The Basics of Amazon’s Cloud Computing Solution

When you use Amazon to get computing resources, you’d usually start with a virtual server (aka EC2 instance). You’d also want to get some disk space (aka storage), which the company provides through Amazon Elastic Block Store (EBS). Although EBS gives you what looks like storage, in reality it’s a mirrored cluster of two nodes … oops, sorry … two different physical pieces of storage containing a copy of the same data. EBS won’t let you work using only one piece of storage (aka one node) because if it goes down you’d lose all your data. Thus in Amazon’s architecture, a lonely node without its second half gets depressed and dedicates all its effort to finding its mate. (Not unlike some humans, I might add.)

Amazon partitions its storage hardware into geographic Regions (think of them as large datacenters) and within Regions to Availability Zones (think of them as small portions of a datacenter, separated from each other). This is done to avoid losing the whole Region if one Availability Zone is in trouble. All this complexity is managed by a set of software services collectively called “EBS control plane,” (think of it as a Dispatcher.)

There is also a network that connects all of this, and yes, you guessed right, it is also mirrored. In other words, there are two networks… primary and secondary.

Now, the Play-by-Play

At 12:47 a.m. PDT on April 21, Amazon’s team started a significant, but largely non-eventful, upgrade to its primary network, and in doing so redirected all the traffic to another segment of the network. For some reason (not explained by Amazon), all users traffic was shifted to the secondary network. Now you may reply, “So what…that’s what it’s there for!” Well, not exactly. According to Amazon, the secondary network is a “lower capacity network, used as a back-up,” and hence it was overloaded instantly. This is an appropriate moment for you to ask “Huh?” but I’ll get back to this later.

From this point on, the ECB nodes (aka pieces of storage) lost connections to their mirrored counterparts and assumed their other halves were gone. Now remember that ECB will not let the nodes operate without their mates, so they started frantically looking for storage space to create a new copy, which Amazon eloquently dubbed the “re-mirroring storm.” This is likely when reddit.com, the New York Times and a bunch of others started noticing that something was wrong.

By 5:30 a.m. PDT, the poor ECB nodes started realizing harsh reality of life, i.e., that their other halves were nowhere to be found. In a desperate plea for help, they started sending “WTF?” requests (relax, in IT terminology WTF means “Where is The File?”) to the Dispatcher (aka EBS control pane). So far, the problems had only affected one Availability Zone (remember, a Zone is a partitioned piece of a large datacenter). But the overworked Dispatcher started losing its cool and was about to black out. Realizing the Dispatcher’s meltdown would affect the whole Region, causing an outage with even greater reach, Amazon at 8:20am PDT made the tough, but highly needed, decision to disconnect the affected Availability Zone from the Dispatcher. That’s when reddit.com and others in that Availability Zone lost their websites for the next three days.

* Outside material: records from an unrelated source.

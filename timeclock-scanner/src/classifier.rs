//! Scan classifier
//!
//! Forwards `{payload, actor}` to the backend and maps the answer onto a
//! [`ScanOutcome`]. No authorization logic lives here.
//!
//! The backend does not return a structured rejection code, so a failure is
//! told apart as "cooldown" or "unauthorized" by keywords in its message.
//! This is fragile: a reworded backend message silently turns a cooldown
//! into an authorization error. Keep `scan.cooldown_markers` in sync with the
//! backend until it reports a code.

use chrono::{DateTime, NaiveDateTime, Utc};
use std::sync::Arc;
use tracing::{debug, error};

use crate::backend::AttendanceBackend;
use crate::error::BackendError;
use crate::model::{ActorIdentity, RejectReason, ScanAttempt, ScanOutcome, ScanResponse};

pub struct ScanClassifier {
    backend: Arc<dyn AttendanceBackend>,
    cooldown_markers: Vec<String>,
}

/// Outcome of a classified submission plus whether the session must end
#[derive(Debug, Clone)]
pub struct Classified {
    pub outcome: ScanOutcome,
    pub session_expired: bool,
}

impl ScanClassifier {
    pub fn new(backend: Arc<dyn AttendanceBackend>, cooldown_markers: Vec<String>) -> Self {
        let cooldown_markers = cooldown_markers.into_iter().map(|m| m.to_lowercase()).collect();
        Self { backend, cooldown_markers }
    }

    pub async fn classify(&self, attempt: &ScanAttempt, actor: &ActorIdentity) -> Classified {
        match self.backend.process_scan(&attempt.payload, actor).await {
            Ok(response) => Classified {
                outcome: self.map_response(response, attempt.scanned_at),
                session_expired: false,
            },
            Err(e) => self.map_error(e),
        }
    }

    pub fn map_response(&self, response: ScanResponse, scanned_at: DateTime<Utc>) -> ScanOutcome {
        if response.success {
            return match (response.action, response.employee_name) {
                (Some(action), Some(subject_name)) => ScanOutcome::Accepted {
                    action,
                    subject_name,
                    occurred_at: response
                        .time
                        .as_deref()
                        .and_then(parse_backend_time)
                        .unwrap_or(scanned_at),
                    cooldown_seconds: response.cooldown_seconds.unwrap_or(0),
                },
                _ => ScanOutcome::rejected(
                    RejectReason::ServerError,
                    "Backend reported success without an action",
                ),
            };
        }

        if self.is_cooldown_message(&response.message) {
            let remaining = response
                .cooldown_seconds
                .or_else(|| first_number(&response.message));
            return ScanOutcome::cooldown(response.message, remaining);
        }

        ScanOutcome::rejected(RejectReason::Unauthorized, response.message)
    }

    fn map_error(&self, err: BackendError) -> Classified {
        match err {
            BackendError::SessionExpired | BackendError::NotAuthenticated => Classified {
                outcome: ScanOutcome::rejected(
                    RejectReason::Unauthorized,
                    "Session expired, please log in again",
                ),
                session_expired: true,
            },
            other => {
                error!("Scan submission failed: {}", other);
                Classified {
                    outcome: ScanOutcome::rejected(RejectReason::ServerError, other.to_string()),
                    session_expired: false,
                }
            }
        }
    }

    pub fn is_cooldown_message(&self, message: &str) -> bool {
        let lowered = message.to_lowercase();
        let hit = self.cooldown_markers.iter().any(|m| lowered.contains(m.as_str()));
        debug!("Cooldown heuristic on {:?}: {}", message, hit);
        hit
    }
}

/// Accepts RFC 3339 or the naive ISO timestamps Python's `isoformat()` emits
fn parse_backend_time(raw: &str) -> Option<DateTime<Utc>> {
    if let Ok(dt) = DateTime::parse_from_rfc3339(raw) {
        return Some(dt.with_timezone(&Utc));
    }
    NaiveDateTime::parse_from_str(raw, "%Y-%m-%dT%H:%M:%S%.f")
        .or_else(|_| NaiveDateTime::parse_from_str(raw, "%Y-%m-%d %H:%M:%S%.f"))
        .ok()
        .map(|naive| naive.and_utc())
}

fn first_number(message: &str) -> Option<u32> {
    message
        .split(|c: char| !c.is_ascii_digit())
        .find(|s| !s.is_empty())
        .and_then(|s| s.parse().ok())
}

#[cfg(test)]
mod tests {
    use super::*;
    use crate::config::ScanConfig;
    use crate::model::AttendanceAction;
    use async_trait::async_trait;

    struct Fixed(parking_lot::Mutex<Option<Result<ScanResponse, BackendError>>>);

    #[async_trait]
    impl AttendanceBackend for Fixed {
        async fn process_scan(
            &self,
            _payload: &str,
            _actor: &ActorIdentity,
        ) -> Result<ScanResponse, BackendError> {
            self.0.lock().take().unwrap_or(Err(BackendError::InvalidResponse("drained".into())))
        }
    }

    fn classifier_with(result: Result<ScanResponse, BackendError>) -> ScanClassifier {
        ScanClassifier::new(
            Arc::new(Fixed(parking_lot::Mutex::new(Some(result)))),
            ScanConfig::default().cooldown_markers,
        )
    }

    fn failure(message: &str) -> ScanResponse {
        ScanResponse {
            success: false,
            message: message.to_string(),
            ..Default::default()
        }
    }

    fn actor() -> ActorIdentity {
        ActorIdentity::new("u-1", Some("1".into()))
    }

    #[tokio::test]
    async fn test_accepted_check_in() {
        let classifier = classifier_with(Ok(ScanResponse {
            success: true,
            action: Some(AttendanceAction::CheckIn),
            employee_name: Some("Jan Kowalski".into()),
            time: Some("2024-03-01T08:00:00".into()),
            message: "ok".into(),
            cooldown_seconds: Some(5),
        }));
        let attempt = ScanAttempt::new("QR-EMP-001", 1);
        let classified = classifier.classify(&attempt, &actor()).await;

        match classified.outcome {
            ScanOutcome::Accepted { action, subject_name, occurred_at, cooldown_seconds } => {
                assert_eq!(action, AttendanceAction::CheckIn);
                assert_eq!(subject_name, "Jan Kowalski");
                assert_eq!(occurred_at.to_rfc3339(), "2024-03-01T08:00:00+00:00");
                assert_eq!(cooldown_seconds, 5);
            }
            other => panic!("expected accepted, got {other:?}"),
        }
        assert!(!classified.session_expired);
    }

    #[test]
    fn test_cooldown_vs_unauthorized_split() {
        let classifier = classifier_with(Ok(ScanResponse::default()));
        let now = Utc::now();

        let cooldown = classifier.map_response(failure("Please wait 4 seconds before scanning again"), now);
        assert_eq!(cooldown, ScanOutcome::cooldown("Please wait 4 seconds before scanning again", Some(4)));

        let polish = classifier.map_response(failure("Poczekaj 3 sekund"), now);
        assert_eq!(polish.reject_reason(), Some(RejectReason::Cooldown));

        let tenant = classifier.map_response(failure("Employee belongs to another company"), now);
        assert_eq!(tenant.reject_reason(), Some(RejectReason::Unauthorized));

        let inactive = classifier.map_response(failure("Employee is inactive"), now);
        assert_eq!(inactive.reject_reason(), Some(RejectReason::Unauthorized));
    }

    #[test]
    fn test_structured_cooldown_wins_over_message_number() {
        let classifier = classifier_with(Ok(ScanResponse::default()));
        let mut response = failure("Cooldown active (limit 5s)");
        response.cooldown_seconds = Some(2);
        let outcome = classifier.map_response(response, Utc::now());
        assert_eq!(outcome.server_cooldown(), 2);
    }

    #[test]
    fn test_success_without_action_is_server_error() {
        let classifier = classifier_with(Ok(ScanResponse::default()));
        let outcome = classifier.map_response(
            ScanResponse { success: true, ..Default::default() },
            Utc::now(),
        );
        assert_eq!(outcome.reject_reason(), Some(RejectReason::ServerError));
    }

    #[tokio::test]
    async fn test_transport_failure_is_server_error() {
        let classifier = classifier_with(Err(BackendError::Status { status: 503, body: String::new() }));
        let classified = classifier.classify(&ScanAttempt::new("QR-EMP-001", 1), &actor()).await;
        assert_eq!(classified.outcome.reject_reason(), Some(RejectReason::ServerError));
        assert!(!classified.session_expired);
    }

    #[tokio::test]
    async fn test_expired_session_is_flagged() {
        let classifier = classifier_with(Err(BackendError::SessionExpired));
        let classified = classifier.classify(&ScanAttempt::new("QR-EMP-001", 1), &actor()).await;
        assert_eq!(classified.outcome.reject_reason(), Some(RejectReason::Unauthorized));
        assert!(classified.session_expired);
    }

    #[test]
    fn test_time_parsing() {
        assert!(parse_backend_time("2024-03-01T08:00:00.123456").is_some());
        assert!(parse_backend_time("2024-03-01T08:00:00Z").is_some());
        assert!(parse_backend_time("08:00").is_none());
        assert_eq!(first_number("wait 12s, then 3"), Some(12));
        assert_eq!(first_number("no digits"), None);
    }
}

Unfortunately, although Amazon sacrificed the crippled Availability Zone to allow other Zones to operate, customers in other Zones started having problems too. Amazon described them as “elevated error rates,” which brings us to our second “Huh?” moment.

By 12:04 p.m. PDT, Amazon got the situation under control and completely localized the problem to one Availability Zone. The team started working on recovery, which proved to be quite challenging in a real production environment. In essence, these IT heroes were changing tires on a moving vehicle, replacing bulbs in live lamp, filling a cavity in a chewing mouth… and my one word for them here is “Respect!”

At this point, as the IT folks started painstakingly finding mates for lonely EBS nodes, two problems arose. First, even when a node was reunited with its second half (or a new one was provided), it would not start operating without sending a happy message to the Dispatcher. Unfortunately, the Dispatcher couldn’t answer the message because it had been taken offline to avoid a Region-wide meltdown. Second, the team ran out of physical storage capacity for new “second halves.”  Our third “Huh?”

Finally, at 6:15 p.m. PDT on April 23, all but 2.2 percent of the most unfortunate nodes were up and running. The system was fully operational on April 24 at 3:00 p.m. PDT, but 0.07 percent of all nodes were lost irreparably. Interestingly, this loss led to the loss of 0.4 percent of all database instances in the Zone. Why the difference? Because when a relational database resides on more than one node, loss of one of them may lead to loss of data integrity for the whole instance. Think of it this way: if you lose every second page in a book, you can’t read the entire thing, right?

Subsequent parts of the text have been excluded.